Presseerklärung, Frankfurt am Main, 11. August 2017

„Wenn in der nächsten Woche für die Erstklässler in Hessen die Schule beginnt, steht für viele schon vor dem ersten Schultag fest, dass sie keine Chance auf das Abitur oder einen Hochschulabschluss haben.

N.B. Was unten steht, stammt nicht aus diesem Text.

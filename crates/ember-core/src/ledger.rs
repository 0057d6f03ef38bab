//! Append-only epoch ledger of cumulative reward-per-share snapshots.
//!
//! Allocation is O(1): appending an epoch computes one delta and never
//! touches member records. Members reconcile lazily against the ledger by
//! index, which is why snapshots are never mutated after they are appended.
//!
//! Rounding truncates toward zero. The remainder of
//! `reward × REWARD_PRECISION / total_staked` is never distributed; it is
//! bounded dust, not lost accounting.

use serde::{Deserialize, Serialize};

use crate::constants::REWARD_PRECISION;
use crate::error::VaultError;
use crate::math::{self, mul_div, U256};
use crate::types::EpochSnapshot;

/// Prefix sums of the ledger at one index. Index 0 is the empty prefix.
#[derive(Clone, Copy, Debug, Default, PartialEq, Eq)]
pub struct Cumulative {
    /// Σ delta up to the index.
    pub reward_per_share: u128,
    /// Σ `epoch × delta` up to the index.
    pub weighted: U256,
}

/// Reward-per-share sums over the epochs `(from, to]`.
#[derive(Clone, Copy, Debug, PartialEq, Eq)]
pub struct SpanSums {
    /// Last epoch before the span.
    pub from: u64,
    /// Last epoch in the span.
    pub to: u64,
    /// Σ delta over the span.
    pub delta: u128,
    /// Σ `epoch × delta` over the span.
    pub weighted: U256,
}

impl SpanSums {
    /// Number of epochs in the span.
    pub fn len(&self) -> u64 {
        self.to - self.from
    }

    /// Whether the span covers no epochs.
    pub fn is_empty(&self) -> bool {
        self.to == self.from
    }
}

/// The epoch ledger.
#[derive(Clone, Debug, Default, PartialEq, Eq, Serialize, Deserialize, bincode::Encode, bincode::Decode)]
pub struct EpochLedger {
    snapshots: Vec<EpochSnapshot>,
}

impl EpochLedger {
    /// Create an empty ledger.
    pub fn new() -> Self {
        Self { snapshots: Vec::new() }
    }

    /// Number of epochs appended so far.
    pub fn current_index(&self) -> u64 {
        self.snapshots.len() as u64
    }

    /// Whether no epoch has been appended.
    pub fn is_empty(&self) -> bool {
        self.snapshots.is_empty()
    }

    /// Most recent snapshot, if any.
    pub fn latest(&self) -> Option<&EpochSnapshot> {
        self.snapshots.last()
    }

    /// Iterate over all snapshots in index order.
    pub fn iter(&self) -> impl Iterator<Item = &EpochSnapshot> {
        self.snapshots.iter()
    }

    /// Look up the snapshot for `index` (1-based).
    ///
    /// # Errors
    ///
    /// - [`VaultError::EpochOutOfRange`] if `index` is 0 or past the last epoch
    pub fn get_epoch(&self, index: u64) -> Result<EpochSnapshot, VaultError> {
        let len = self.current_index();
        if index == 0 || index > len {
            return Err(VaultError::EpochOutOfRange { index, len });
        }
        Ok(self.snapshots[(index - 1) as usize])
    }

    /// Prefix sums at `index`; index 0 yields zeros.
    pub fn cumulative_at(&self, index: u64) -> Result<Cumulative, VaultError> {
        if index == 0 {
            return Ok(Cumulative::default());
        }
        let snap = self.get_epoch(index)?;
        Ok(Cumulative {
            reward_per_share: snap.reward_per_share_cumulative,
            weighted: snap.weighted_reward_per_share_cumulative,
        })
    }

    /// Sums over the epochs `(from, to]`.
    ///
    /// # Errors
    ///
    /// - [`VaultError::EpochOutOfRange`] if `from > to` or `to` is past the last epoch
    pub fn span(&self, from: u64, to: u64) -> Result<SpanSums, VaultError> {
        if from > to {
            return Err(VaultError::EpochOutOfRange { index: from, len: self.current_index() });
        }
        let start = self.cumulative_at(from)?;
        let end = self.cumulative_at(to)?;
        Ok(SpanSums {
            from,
            to,
            delta: math::sub(end.reward_per_share, start.reward_per_share)?,
            weighted: end.weighted.checked_sub(start.weighted)?,
        })
    }

    /// Compute the snapshot the next allocation would append, without
    /// appending it.
    ///
    /// `delta = reward_amount × REWARD_PRECISION / total_staked`, or 0 when
    /// nothing is staked.
    pub fn prepare_epoch(&self, reward_amount: u128, total_staked: u128) -> Result<EpochSnapshot, VaultError> {
        let index = self
            .current_index()
            .checked_add(1)
            .ok_or(VaultError::ArithmeticOverflow)?;
        let prev = self.cumulative_at(self.current_index())?;

        let delta = if total_staked > 0 {
            mul_div(reward_amount, REWARD_PRECISION, total_staked)?
        } else {
            0
        };

        Ok(EpochSnapshot {
            index,
            reward_per_share_cumulative: math::add(prev.reward_per_share, delta)?,
            weighted_reward_per_share_cumulative: prev
                .weighted
                .checked_add(U256::product(index as u128, delta))?,
            reward_received: reward_amount,
            total_staked_at_epoch: total_staked,
        })
    }

    /// Append a snapshot produced by [`prepare_epoch`](Self::prepare_epoch).
    ///
    /// # Errors
    ///
    /// - [`VaultError::EpochOutOfRange`] if the snapshot is not the next index
    ///   or would make a cumulative value decrease
    pub fn commit_epoch(&mut self, snapshot: EpochSnapshot) -> Result<(), VaultError> {
        let len = self.current_index();
        if snapshot.index != len + 1 {
            return Err(VaultError::EpochOutOfRange { index: snapshot.index, len });
        }
        let prev = self.cumulative_at(len)?;
        if snapshot.reward_per_share_cumulative < prev.reward_per_share
            || snapshot.weighted_reward_per_share_cumulative < prev.weighted
        {
            return Err(VaultError::EpochOutOfRange { index: snapshot.index, len });
        }
        self.snapshots.push(snapshot);
        Ok(())
    }

    /// Compute and append the next epoch in one step.
    pub fn append_epoch(&mut self, reward_amount: u128, total_staked: u128) -> Result<EpochSnapshot, VaultError> {
        let snapshot = self.prepare_epoch(reward_amount, total_staked)?;
        self.commit_epoch(snapshot)?;
        Ok(snapshot)
    }

    /// Check that indices are contiguous from 1, the reward-per-share never
    /// decreases, and each weighted sum adds exactly `index × delta`.
    pub fn verify(&self) -> Result<(), VaultError> {
        let mut prev = Cumulative::default();
        for (i, snap) in self.snapshots.iter().enumerate() {
            let expected = i as u64 + 1;
            let corrupt = VaultError::EpochOutOfRange { index: snap.index, len: self.current_index() };
            if snap.index != expected || snap.reward_per_share_cumulative < prev.reward_per_share {
                return Err(corrupt);
            }
            let delta = snap.reward_per_share_cumulative - prev.reward_per_share;
            let weighted = prev.weighted.checked_add(U256::product(expected as u128, delta))?;
            if snap.weighted_reward_per_share_cumulative != weighted {
                return Err(corrupt);
            }
            prev = Cumulative {
                reward_per_share: snap.reward_per_share_cumulative,
                weighted,
            };
        }
        Ok(())
    }
}
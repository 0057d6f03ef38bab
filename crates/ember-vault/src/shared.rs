//! Shared access to a vault from several threads.
//!
//! [`SharedVault`] puts the whole vault behind one `parking_lot::Mutex`.
//! Each call holds the lock for the full operation, so operations are
//! serialised and every caller observes either all or none of another
//! caller's operation.

use std::sync::Arc;

use parking_lot::{Mutex, MutexGuard};

use ember_core::error::VaultError;
use ember_core::traits::{AllocatorAuthority, TokenTransfer};
use ember_core::types::{AccountId, EpochSnapshot};

use crate::vault::{Vault, VaultTotals};

pub struct SharedVault<T: TokenTransfer, A: AllocatorAuthority> {
    inner: Arc<Mutex<Vault<T, A>>>,
}

impl<T: TokenTransfer, A: AllocatorAuthority> Clone for SharedVault<T, A> {
    fn clone(&self) -> Self {
        Self { inner: Arc::clone(&self.inner) }
    }
}

impl<T: TokenTransfer, A: AllocatorAuthority> SharedVault<T, A> {
    pub fn new(vault: Vault<T, A>) -> Self {
        Self { inner: Arc::new(Mutex::new(vault)) }
    }

    /// Lock the vault for a sequence of calls that must not interleave.
    pub fn lock(&self) -> MutexGuard<'_, Vault<T, A>> {
        self.inner.lock()
    }

    pub fn stake(&self, account: &AccountId, amount: u128) -> Result<(), VaultError> {
        self.inner.lock().stake(account, amount)
    }

    pub fn withdraw(&self, account: &AccountId, amount: u128) -> Result<(), VaultError> {
        self.inner.lock().withdraw(account, amount)
    }

    pub fn claim_reward(&self, account: &AccountId) -> Result<u128, VaultError> {
        self.inner.lock().claim_reward(account)
    }

    pub fn fund_reserve(&self, from: &AccountId, amount: u128) -> Result<(), VaultError> {
        self.inner.lock().fund_reserve(from, amount)
    }

    pub fn allocate_incentive(&self, caller: &AccountId, amount: u128) -> Result<EpochSnapshot, VaultError> {
        self.inner.lock().allocate_incentive(caller, amount)
    }

    pub fn balance_of(&self, account: &AccountId) -> u128 {
        self.inner.lock().balance_of(account)
    }

    pub fn earned(&self, account: &AccountId) -> Result<u128, VaultError> {
        self.inner.lock().earned(account)
    }

    pub fn claimable(&self, account: &AccountId) -> Result<u128, VaultError> {
        self.inner.lock().claimable(account)
    }

    pub fn current_epoch(&self) -> u64 {
        self.inner.lock().current_epoch()
    }

    pub fn totals(&self) -> VaultTotals {
        self.inner.lock().totals()
    }
}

Es darf nicht länger vom Geldbeutel der Eltern abhängen, welche Bildungs-Chancen junge Menschen haben“, erklärt Achim Kessler, Spitzenkandidat der hessischen LINKEN für den Bundestag, anlässlich des Internationalen Tags der Jugend am 12. August. „Die zunehmende Armut von Kindern und Jugendlichen ist ein drängendes Problem, das sofort angegangen werden muss. Denn jedes fünfte Kind in Deutschland wächst in Armut auf.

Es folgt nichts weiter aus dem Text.